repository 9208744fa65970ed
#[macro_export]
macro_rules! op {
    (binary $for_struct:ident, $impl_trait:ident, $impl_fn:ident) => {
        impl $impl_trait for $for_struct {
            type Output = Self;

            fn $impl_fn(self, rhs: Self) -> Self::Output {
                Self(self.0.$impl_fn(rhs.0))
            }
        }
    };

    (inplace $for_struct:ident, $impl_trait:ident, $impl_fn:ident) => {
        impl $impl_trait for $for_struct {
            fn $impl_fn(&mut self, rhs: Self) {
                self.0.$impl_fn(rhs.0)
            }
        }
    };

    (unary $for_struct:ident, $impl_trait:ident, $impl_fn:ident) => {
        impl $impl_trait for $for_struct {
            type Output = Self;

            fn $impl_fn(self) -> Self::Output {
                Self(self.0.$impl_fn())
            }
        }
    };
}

※

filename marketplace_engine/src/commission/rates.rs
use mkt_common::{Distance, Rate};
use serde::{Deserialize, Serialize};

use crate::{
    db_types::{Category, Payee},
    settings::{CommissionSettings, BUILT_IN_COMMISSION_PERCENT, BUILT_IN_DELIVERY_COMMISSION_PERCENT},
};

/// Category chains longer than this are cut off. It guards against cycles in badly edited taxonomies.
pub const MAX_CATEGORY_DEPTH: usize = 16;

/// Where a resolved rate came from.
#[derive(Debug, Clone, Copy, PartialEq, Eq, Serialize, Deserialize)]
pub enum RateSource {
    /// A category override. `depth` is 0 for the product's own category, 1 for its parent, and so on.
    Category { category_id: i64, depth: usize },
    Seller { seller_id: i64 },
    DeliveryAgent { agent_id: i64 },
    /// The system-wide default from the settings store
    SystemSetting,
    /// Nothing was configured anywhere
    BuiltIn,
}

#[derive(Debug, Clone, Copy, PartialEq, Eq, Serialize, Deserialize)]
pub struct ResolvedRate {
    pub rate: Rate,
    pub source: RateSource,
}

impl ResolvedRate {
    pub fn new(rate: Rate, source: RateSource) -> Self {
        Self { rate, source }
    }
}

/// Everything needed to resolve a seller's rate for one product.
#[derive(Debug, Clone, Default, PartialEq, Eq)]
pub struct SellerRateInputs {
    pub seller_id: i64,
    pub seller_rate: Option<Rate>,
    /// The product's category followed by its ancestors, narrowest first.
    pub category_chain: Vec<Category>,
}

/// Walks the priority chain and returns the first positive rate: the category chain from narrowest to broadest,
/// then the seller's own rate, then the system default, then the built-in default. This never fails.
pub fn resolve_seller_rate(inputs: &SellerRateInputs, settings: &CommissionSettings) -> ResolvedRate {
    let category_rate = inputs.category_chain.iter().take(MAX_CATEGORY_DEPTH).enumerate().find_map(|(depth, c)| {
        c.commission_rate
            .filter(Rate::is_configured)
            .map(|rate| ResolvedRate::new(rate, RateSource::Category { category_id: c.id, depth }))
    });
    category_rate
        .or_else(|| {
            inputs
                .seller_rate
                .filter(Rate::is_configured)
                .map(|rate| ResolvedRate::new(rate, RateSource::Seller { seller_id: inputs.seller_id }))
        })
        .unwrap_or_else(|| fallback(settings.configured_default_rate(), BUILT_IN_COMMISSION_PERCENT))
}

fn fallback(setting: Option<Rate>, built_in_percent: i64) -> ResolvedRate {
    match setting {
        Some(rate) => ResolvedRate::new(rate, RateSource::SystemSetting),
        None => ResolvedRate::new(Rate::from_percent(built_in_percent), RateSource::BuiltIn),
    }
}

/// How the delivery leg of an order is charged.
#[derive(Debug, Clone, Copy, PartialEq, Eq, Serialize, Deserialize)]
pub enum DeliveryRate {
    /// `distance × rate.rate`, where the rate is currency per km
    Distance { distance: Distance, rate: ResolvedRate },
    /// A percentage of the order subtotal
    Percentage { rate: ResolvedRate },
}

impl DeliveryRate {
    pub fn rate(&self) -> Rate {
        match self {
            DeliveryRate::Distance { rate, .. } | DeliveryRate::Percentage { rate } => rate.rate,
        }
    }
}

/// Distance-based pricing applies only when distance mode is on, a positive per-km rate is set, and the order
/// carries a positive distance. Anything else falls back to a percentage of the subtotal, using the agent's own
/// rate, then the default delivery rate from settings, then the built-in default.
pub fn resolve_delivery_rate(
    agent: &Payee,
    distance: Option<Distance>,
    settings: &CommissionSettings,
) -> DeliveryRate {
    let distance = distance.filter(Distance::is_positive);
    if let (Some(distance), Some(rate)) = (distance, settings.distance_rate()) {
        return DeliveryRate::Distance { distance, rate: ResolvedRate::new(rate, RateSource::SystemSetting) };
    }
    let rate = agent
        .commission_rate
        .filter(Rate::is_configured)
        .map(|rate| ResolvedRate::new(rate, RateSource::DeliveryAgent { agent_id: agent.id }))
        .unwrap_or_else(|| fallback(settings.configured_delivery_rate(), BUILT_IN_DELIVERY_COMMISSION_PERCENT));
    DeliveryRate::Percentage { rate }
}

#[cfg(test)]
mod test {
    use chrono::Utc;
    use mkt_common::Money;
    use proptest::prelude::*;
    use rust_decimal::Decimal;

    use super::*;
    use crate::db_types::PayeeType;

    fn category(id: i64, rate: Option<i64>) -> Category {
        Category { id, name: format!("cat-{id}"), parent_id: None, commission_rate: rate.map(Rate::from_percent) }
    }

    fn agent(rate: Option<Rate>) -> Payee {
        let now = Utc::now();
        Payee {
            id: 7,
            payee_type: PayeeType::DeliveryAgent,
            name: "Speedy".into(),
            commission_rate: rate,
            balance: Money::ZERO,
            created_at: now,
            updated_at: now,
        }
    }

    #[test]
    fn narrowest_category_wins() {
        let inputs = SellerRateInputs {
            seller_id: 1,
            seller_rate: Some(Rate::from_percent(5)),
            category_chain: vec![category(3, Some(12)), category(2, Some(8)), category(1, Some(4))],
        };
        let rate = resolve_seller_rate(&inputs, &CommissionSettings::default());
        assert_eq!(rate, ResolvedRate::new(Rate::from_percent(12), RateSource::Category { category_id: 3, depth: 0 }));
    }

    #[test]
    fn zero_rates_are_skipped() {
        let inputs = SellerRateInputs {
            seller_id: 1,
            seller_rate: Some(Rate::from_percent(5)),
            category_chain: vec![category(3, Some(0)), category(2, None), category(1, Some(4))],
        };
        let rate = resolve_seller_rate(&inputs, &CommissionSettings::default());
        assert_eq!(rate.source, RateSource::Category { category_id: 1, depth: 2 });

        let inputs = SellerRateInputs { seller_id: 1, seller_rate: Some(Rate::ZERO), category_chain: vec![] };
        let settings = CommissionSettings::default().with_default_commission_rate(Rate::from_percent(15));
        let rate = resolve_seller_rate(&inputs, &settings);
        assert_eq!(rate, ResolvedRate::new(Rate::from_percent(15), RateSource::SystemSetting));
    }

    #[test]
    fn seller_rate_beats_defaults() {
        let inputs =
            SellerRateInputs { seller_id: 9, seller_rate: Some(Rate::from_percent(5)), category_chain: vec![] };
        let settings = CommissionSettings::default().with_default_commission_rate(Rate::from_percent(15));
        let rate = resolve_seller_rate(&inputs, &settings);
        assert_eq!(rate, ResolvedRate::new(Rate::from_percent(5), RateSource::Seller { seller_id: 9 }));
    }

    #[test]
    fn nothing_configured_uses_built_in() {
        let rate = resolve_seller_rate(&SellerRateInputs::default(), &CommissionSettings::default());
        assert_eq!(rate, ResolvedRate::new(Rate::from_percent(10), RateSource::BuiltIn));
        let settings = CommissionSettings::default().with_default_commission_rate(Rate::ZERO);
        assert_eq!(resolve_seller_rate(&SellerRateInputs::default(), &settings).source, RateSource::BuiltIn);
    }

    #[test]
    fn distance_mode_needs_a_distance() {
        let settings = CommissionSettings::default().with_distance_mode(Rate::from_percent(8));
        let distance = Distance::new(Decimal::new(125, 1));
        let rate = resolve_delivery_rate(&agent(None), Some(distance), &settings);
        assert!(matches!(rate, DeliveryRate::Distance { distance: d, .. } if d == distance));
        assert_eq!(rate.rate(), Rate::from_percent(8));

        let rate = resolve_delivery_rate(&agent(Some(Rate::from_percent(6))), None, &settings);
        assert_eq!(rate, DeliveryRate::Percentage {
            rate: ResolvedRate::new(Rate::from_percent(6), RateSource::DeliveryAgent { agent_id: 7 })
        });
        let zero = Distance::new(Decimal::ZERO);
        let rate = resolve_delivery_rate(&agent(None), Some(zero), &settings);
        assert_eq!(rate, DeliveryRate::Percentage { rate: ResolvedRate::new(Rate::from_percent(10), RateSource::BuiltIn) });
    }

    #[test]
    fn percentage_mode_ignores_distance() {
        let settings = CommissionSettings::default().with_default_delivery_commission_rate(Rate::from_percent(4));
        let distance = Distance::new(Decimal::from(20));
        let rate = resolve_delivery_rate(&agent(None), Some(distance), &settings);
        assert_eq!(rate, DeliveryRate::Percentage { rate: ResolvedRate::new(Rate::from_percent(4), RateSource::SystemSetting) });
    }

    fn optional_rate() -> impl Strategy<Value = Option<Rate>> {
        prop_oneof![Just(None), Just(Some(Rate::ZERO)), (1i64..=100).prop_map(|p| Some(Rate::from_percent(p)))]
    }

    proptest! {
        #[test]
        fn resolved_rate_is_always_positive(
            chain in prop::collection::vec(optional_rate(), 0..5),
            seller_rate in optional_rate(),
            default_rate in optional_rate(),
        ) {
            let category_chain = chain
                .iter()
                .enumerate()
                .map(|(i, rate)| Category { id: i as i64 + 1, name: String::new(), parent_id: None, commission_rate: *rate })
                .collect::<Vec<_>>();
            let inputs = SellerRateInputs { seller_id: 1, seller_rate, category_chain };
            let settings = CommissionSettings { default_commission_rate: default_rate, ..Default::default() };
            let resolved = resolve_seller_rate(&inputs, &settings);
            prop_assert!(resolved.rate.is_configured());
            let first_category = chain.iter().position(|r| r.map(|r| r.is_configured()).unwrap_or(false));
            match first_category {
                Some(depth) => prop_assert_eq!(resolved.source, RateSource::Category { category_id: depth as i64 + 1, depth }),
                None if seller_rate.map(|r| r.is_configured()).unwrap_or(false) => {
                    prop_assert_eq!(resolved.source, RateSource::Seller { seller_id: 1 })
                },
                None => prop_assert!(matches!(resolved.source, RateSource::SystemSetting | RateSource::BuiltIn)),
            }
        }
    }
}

※

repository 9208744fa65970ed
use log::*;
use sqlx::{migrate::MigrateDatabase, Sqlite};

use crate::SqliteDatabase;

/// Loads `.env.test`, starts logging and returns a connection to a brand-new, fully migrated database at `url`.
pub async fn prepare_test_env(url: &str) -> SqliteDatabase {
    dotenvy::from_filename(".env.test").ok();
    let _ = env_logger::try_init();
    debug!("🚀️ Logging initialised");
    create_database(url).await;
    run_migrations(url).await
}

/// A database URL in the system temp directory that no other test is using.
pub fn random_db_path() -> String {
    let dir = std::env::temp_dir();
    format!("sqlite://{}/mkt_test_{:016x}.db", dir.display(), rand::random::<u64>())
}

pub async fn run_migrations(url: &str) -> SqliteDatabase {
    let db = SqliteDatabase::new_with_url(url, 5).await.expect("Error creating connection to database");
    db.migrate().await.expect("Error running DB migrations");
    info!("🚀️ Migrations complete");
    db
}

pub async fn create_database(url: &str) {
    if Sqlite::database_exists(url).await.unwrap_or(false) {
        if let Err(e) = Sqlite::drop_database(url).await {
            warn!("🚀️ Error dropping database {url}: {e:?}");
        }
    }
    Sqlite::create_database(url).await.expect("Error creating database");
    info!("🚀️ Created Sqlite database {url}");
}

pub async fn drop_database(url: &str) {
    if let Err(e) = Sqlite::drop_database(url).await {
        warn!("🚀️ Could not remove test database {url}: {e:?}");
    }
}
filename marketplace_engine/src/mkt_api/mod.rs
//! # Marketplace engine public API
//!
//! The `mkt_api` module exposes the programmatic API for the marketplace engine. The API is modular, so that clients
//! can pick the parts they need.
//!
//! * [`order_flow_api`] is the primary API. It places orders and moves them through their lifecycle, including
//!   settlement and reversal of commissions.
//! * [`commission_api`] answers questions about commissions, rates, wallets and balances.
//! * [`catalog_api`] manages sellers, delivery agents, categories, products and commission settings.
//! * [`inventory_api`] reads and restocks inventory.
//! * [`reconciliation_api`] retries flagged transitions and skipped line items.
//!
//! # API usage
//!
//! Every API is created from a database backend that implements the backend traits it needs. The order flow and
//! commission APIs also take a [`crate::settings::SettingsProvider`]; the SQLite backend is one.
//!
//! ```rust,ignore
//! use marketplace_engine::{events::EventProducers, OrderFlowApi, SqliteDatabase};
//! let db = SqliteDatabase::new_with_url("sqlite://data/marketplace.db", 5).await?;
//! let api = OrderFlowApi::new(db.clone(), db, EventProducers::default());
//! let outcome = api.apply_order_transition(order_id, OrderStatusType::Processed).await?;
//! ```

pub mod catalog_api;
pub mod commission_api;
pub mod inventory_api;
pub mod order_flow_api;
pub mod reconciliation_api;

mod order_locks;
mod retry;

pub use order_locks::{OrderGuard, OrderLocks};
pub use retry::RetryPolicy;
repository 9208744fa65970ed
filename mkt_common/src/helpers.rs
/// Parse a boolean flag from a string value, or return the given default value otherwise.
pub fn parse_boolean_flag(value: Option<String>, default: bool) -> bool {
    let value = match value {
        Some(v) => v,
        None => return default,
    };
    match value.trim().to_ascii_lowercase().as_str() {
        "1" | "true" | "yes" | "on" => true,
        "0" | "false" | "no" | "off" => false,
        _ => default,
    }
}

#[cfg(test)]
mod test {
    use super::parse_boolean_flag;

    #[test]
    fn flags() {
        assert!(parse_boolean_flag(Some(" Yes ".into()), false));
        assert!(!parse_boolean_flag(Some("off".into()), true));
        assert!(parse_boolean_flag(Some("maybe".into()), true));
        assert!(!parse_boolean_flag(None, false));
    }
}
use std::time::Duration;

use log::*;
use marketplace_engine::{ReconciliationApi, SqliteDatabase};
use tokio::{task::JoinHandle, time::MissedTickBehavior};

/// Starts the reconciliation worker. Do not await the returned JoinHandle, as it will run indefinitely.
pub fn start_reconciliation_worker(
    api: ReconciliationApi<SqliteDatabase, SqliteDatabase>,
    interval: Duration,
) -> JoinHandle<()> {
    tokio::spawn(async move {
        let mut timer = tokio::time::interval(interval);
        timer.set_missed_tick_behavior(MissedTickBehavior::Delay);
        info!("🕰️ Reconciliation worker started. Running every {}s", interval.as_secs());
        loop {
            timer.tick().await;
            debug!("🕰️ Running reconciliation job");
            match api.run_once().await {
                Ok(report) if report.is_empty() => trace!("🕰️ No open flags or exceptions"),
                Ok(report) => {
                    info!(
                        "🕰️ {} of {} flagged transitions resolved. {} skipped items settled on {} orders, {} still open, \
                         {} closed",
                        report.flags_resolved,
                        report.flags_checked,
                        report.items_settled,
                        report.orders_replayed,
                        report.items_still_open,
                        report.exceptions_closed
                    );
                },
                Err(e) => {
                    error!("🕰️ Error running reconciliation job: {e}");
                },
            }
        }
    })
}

※

### [EXERCISE]
From the records, copy every line that has the string "retry" in it.

### [THE COMPLETED TASK]
mod retry;
pub use retry::RetryPolicy;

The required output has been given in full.